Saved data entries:
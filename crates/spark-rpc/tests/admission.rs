//! 准入控制端到端场景：Filter 链 + RpcStatus 仓储 + 受控终端 Invoker。
//!
//! # 教案级导览
//!
//! - **Why**：准入过滤器的正确性取决于“许可、统计、下一阶段”三者在并发下的配合，单元测试只能覆盖
//!   其中一段，这里以真实的 [`FilterRegistry::build_chain`] 组装服务端链路验证整体行为。
//! - **How**：终端 Invoker 通过 `entered` 通道报告“已进入”，并阻塞在一个初始为 0 的信号量上，
//!   测试可以精确地让若干调用同时停留在执行中；高并发场景则以原子计数器记录观测到的最大并发。
//! - **What**：覆盖上限拒绝、上限从不被突破、不限流方法、取消时的统计收敛以及统计恒等式。

use std::{
    sync::{
        Arc,
        atomic::{AtomicUsize, Ordering},
    },
    time::Duration,
};

use futures::future::join_all;
use proptest::prelude::*;
use serde_json::json;
use spark_rpc::{
    ExecuteLimitFilter, FilterChain, FilterRegistry, Invocation, InvocationResult, Invoker,
    InvokerState, RpcError, RpcStatusRegistry, ServiceDescriptor, ServiceIdentity, Side,
    async_trait,
};
use tokio::sync::{Semaphore, mpsc};

/// 受控终端：进入时发信号，然后等待测试放行。
struct Gated {
    state: InvokerState,
    entered: mpsc::UnboundedSender<()>,
    release: Arc<Semaphore>,
}

#[async_trait]
impl Invoker for Gated {
    fn descriptor(&self) -> &ServiceDescriptor {
        self.state.descriptor()
    }

    fn is_available(&self) -> bool {
        self.state.is_available()
    }

    async fn invoke(&self, invocation: Invocation) -> Result<InvocationResult, RpcError> {
        let _ = self.entered.send(());
        let permit = self
            .release
            .acquire()
            .await
            .map_err(RpcError::foreign)?;
        permit.forget();
        Ok(InvocationResult::value(json!(invocation.method_name())))
    }

    fn destroy(&self) {
        self.state.destroy();
    }
}

/// 记录同时执行数峰值的终端；`fail` 附件为真时返回外来失败。
struct Counting {
    state: InvokerState,
    in_flight: AtomicUsize,
    peak: AtomicUsize,
}

#[async_trait]
impl Invoker for Counting {
    fn descriptor(&self) -> &ServiceDescriptor {
        self.state.descriptor()
    }

    fn is_available(&self) -> bool {
        self.state.is_available()
    }

    async fn invoke(&self, invocation: Invocation) -> Result<InvocationResult, RpcError> {
        let now = self.in_flight.fetch_add(1, Ordering::SeqCst) + 1;
        self.peak.fetch_max(now, Ordering::SeqCst);
        if invocation.attachment("sleep").is_some() {
            tokio::time::sleep(Duration::from_millis(2)).await;
        }
        self.in_flight.fetch_sub(1, Ordering::SeqCst);
        if invocation.attachment("fail") == Some("true") {
            return Err(RpcError::foreign(std::io::Error::other("boom")));
        }
        Ok(InvocationResult::value(json!("ok")))
    }

    fn destroy(&self) {
        self.state.destroy();
    }
}

fn descriptor(parameters: &[(&str, &str)]) -> ServiceDescriptor {
    parameters
        .iter()
        .fold(
            ServiceDescriptor::builder("injvm", "com.acme.Orders").version("1.0"),
            |builder, (key, value)| builder.parameter(*key, *value),
        )
        .build()
}

fn provider_chain(statuses: &Arc<RpcStatusRegistry>, terminal: Arc<dyn Invoker>) -> FilterChain {
    FilterRegistry::new()
        .with(
            ExecuteLimitFilter::NAME,
            Arc::new(ExecuteLimitFilter::new(Arc::clone(statuses))),
            ExecuteLimitFilter::activation(),
        )
        .build_chain(terminal, Side::Provider)
        .expect("服务端链路组装不应失败")
}

fn gated(
    descriptor: ServiceDescriptor,
) -> (Arc<Gated>, mpsc::UnboundedReceiver<()>, Arc<Semaphore>) {
    let (entered, entered_rx) = mpsc::unbounded_channel();
    let release = Arc::new(Semaphore::new(0));
    let invoker = Arc::new(Gated {
        state: InvokerState::new(descriptor),
        entered,
        release: Arc::clone(&release),
    });
    (invoker, entered_rx, release)
}

fn counting(descriptor: ServiceDescriptor) -> Arc<Counting> {
    Arc::new(Counting {
        state: InvokerState::new(descriptor),
        in_flight: AtomicUsize::new(0),
        peak: AtomicUsize::new(0),
    })
}

/// ## 场景一：上限为 2 时第三个并发调用被拒绝
///
/// - **逻辑 (How)**：两个调用停留在终端内，第三个调用必须立即返回
///   [`RpcError::ConcurrencyLimitExceeded`]，且不改变任何统计；放行后两个调用成功结束。
#[tokio::test(flavor = "multi_thread", worker_threads = 4)]
async fn third_concurrent_call_is_rejected_while_two_are_in_flight() {
    let statuses = Arc::new(RpcStatusRegistry::new());
    let (terminal, mut entered, release) = gated(descriptor(&[("foo.executes", "2")]));
    let chain = Arc::new(provider_chain(&statuses, terminal));
    assert_eq!(chain.filter_names(), vec!["executes"]);

    let spawn_call = |chain: Arc<FilterChain>| {
        tokio::spawn(async move { chain.invoke(Invocation::new("foo")).await })
    };
    let first = spawn_call(Arc::clone(&chain));
    let second = spawn_call(Arc::clone(&chain));
    entered.recv().await.expect("第一个调用应进入终端");
    entered.recv().await.expect("第二个调用应进入终端");

    let identity = chain.descriptor().identity().clone();
    let status = statuses.get_status(&identity, "foo");
    assert_eq!(status.active(), 2);

    let rejected = chain.invoke(Invocation::new("foo")).await;
    match rejected {
        Err(RpcError::ConcurrencyLimitExceeded {
            service,
            method,
            max,
        }) => {
            assert_eq!(service, "com.acme.Orders:1.0");
            assert_eq!(method, "foo");
            assert_eq!(max, 2);
        }
        other => panic!("第三个调用必须被拒绝，实际为 {other:?}"),
    }
    assert_eq!((status.active(), status.total()), (2, 0), "拒绝不应改动统计");

    release.add_permits(2);
    for handle in [first, second] {
        let result = handle
            .await
            .expect("任务不应 panic")
            .expect("已准入的调用应成功");
        assert_eq!(result.as_value(), Some(&json!("foo")));
    }

    assert_eq!(status.active(), 0);
    assert_eq!(status.total(), 2);
    assert_eq!(status.succeeded(), 2);
    assert_eq!(status.failed(), 0);
    assert_eq!(status.semaphore(2).available_permits(), 2);

    release.add_permits(1);
    chain
        .invoke(Invocation::new("foo"))
        .await
        .expect("许可归还后新的调用应被准入");
}

/// ## 场景二：高并发下执行数从不超过上限
#[tokio::test(flavor = "multi_thread", worker_threads = 8)]
async fn concurrent_executions_never_exceed_the_limit() {
    const LIMIT: usize = 4;
    const CALLS: usize = 64;

    let statuses = Arc::new(RpcStatusRegistry::new());
    let terminal = counting(descriptor(&[("executes", "4")]));
    let chain = Arc::new(provider_chain(&statuses, terminal.clone()));

    let handles: Vec<_> = (0..CALLS)
        .map(|_| {
            let chain = Arc::clone(&chain);
            tokio::spawn(async move {
                chain
                    .invoke(Invocation::new("foo").with_attachment("sleep", "1"))
                    .await
            })
        })
        .collect();

    let mut admitted = 0;
    let mut rejected = 0;
    for handle in handles {
        match handle.await.expect("任务不应 panic") {
            Ok(_) => admitted += 1,
            Err(RpcError::ConcurrencyLimitExceeded { .. }) => rejected += 1,
            Err(other) => panic!("出现意外错误：{other}"),
        }
    }

    assert_eq!(admitted + rejected, CALLS);
    assert!(admitted >= 1, "至少有一个调用应被准入");
    assert!(terminal.peak.load(Ordering::SeqCst) <= LIMIT);

    let status = statuses.get_status(chain.descriptor().identity(), "foo");
    assert_eq!(status.total(), admitted as u64);
    assert_eq!(status.active(), 0);
    assert_eq!(status.semaphore(4).available_permits(), LIMIT);
}

/// ## 场景三：未配置上限的方法不受约束，也不创建信号量
#[tokio::test]
async fn unlimited_method_admits_every_call() {
    let statuses = Arc::new(RpcStatusRegistry::new());
    let terminal = counting(descriptor(&[("foo.executes", "2")]));
    let chain = provider_chain(&statuses, terminal);

    let results = join_all((0..1000).map(|_| chain.invoke(Invocation::new("bar")))).await;
    assert!(results.iter().all(Result::is_ok));

    let identity = chain.descriptor().identity().clone();
    let bar = statuses.get_status(&identity, "bar");
    assert_eq!(bar.total(), 1000);
    assert_eq!(bar.succeeded(), 1000);
    assert_eq!(bar.permits(), None);

    let service = statuses.get_status(&identity, "*");
    assert_eq!(service.total(), 1000, "服务级统计汇总全部方法");
}

/// ## 场景四：执行中的调用被取消时统计收敛并归还许可
#[tokio::test(flavor = "multi_thread", worker_threads = 2)]
async fn cancelled_call_is_counted_as_failed_and_returns_its_permit() {
    let statuses = Arc::new(RpcStatusRegistry::new());
    let (terminal, mut entered, _release) = gated(descriptor(&[("executes", "1")]));
    let chain = Arc::new(provider_chain(&statuses, terminal));

    let handle = tokio::spawn({
        let chain = Arc::clone(&chain);
        async move { chain.invoke(Invocation::new("foo")).await }
    });
    entered.recv().await.expect("调用应进入终端");

    let status = statuses.get_status(chain.descriptor().identity(), "foo");
    assert_eq!(status.active(), 1);

    handle.abort();
    let joined = handle.await;
    assert!(joined.is_err_and(|err| err.is_cancelled()));

    assert_eq!(status.active(), 0);
    assert_eq!(status.total(), 1);
    assert_eq!(status.failed(), 1);
    assert_eq!(status.semaphore(1).available_permits(), 1);
}

/// ## 场景五：外来失败被包装，统计按失败登记
#[tokio::test]
async fn foreign_failures_surface_as_unexpected_invocation_failures() {
    let statuses = Arc::new(RpcStatusRegistry::new());
    let terminal = counting(descriptor(&[("executes", "3")]));
    let chain = provider_chain(&statuses, terminal);

    let err = chain
        .invoke(Invocation::new("foo").with_attachment("fail", "true"))
        .await
        .expect_err("外来失败必须返回错误");
    assert!(matches!(err, RpcError::UnexpectedInvocationFailure { .. }));

    let identity = ServiceIdentity::new("com.acme.Orders", None, Some("1.0"));
    let status = statuses.get_status(&identity, "foo");
    assert_eq!((status.total(), status.failed()), (1, 1));
}

proptest! {
    /// 性质：任意成功/失败序列结束后，`total == succeeded + failed` 且 `active == 0`。
    #[test]
    fn prop_counters_balance_after_any_outcome_sequence(
        outcomes in proptest::collection::vec(any::<bool>(), 0..64),
    ) {
        let statuses = Arc::new(RpcStatusRegistry::new());
        let terminal = counting(descriptor(&[("executes", "8")]));
        let chain = provider_chain(&statuses, terminal);

        futures::executor::block_on(async {
            for succeed in &outcomes {
                let invocation = Invocation::new("foo")
                    .with_attachment("fail", if *succeed { "false" } else { "true" });
                let _ = chain.invoke(invocation).await;
            }
        });

        let status = statuses.get_status(chain.descriptor().identity(), "foo");
        let failures = outcomes.iter().filter(|succeed| !**succeed).count() as u64;
        prop_assert_eq!(status.total(), outcomes.len() as u64);
        prop_assert_eq!(status.total(), status.succeeded() + status.failed());
        prop_assert_eq!(status.failed(), failures);
        prop_assert_eq!(status.active(), 0);
    }
}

Your goal: Return every line from the entries that holds the string "admitted".

Response to this task:
    let mut admitted = 0;
            Ok(_) => admitted += 1,
    assert_eq!(admitted + rejected, CALLS);
    assert!(admitted >= 1, "至少有一个调用应被准入");
    assert_eq!(status.total(), admitted as u64);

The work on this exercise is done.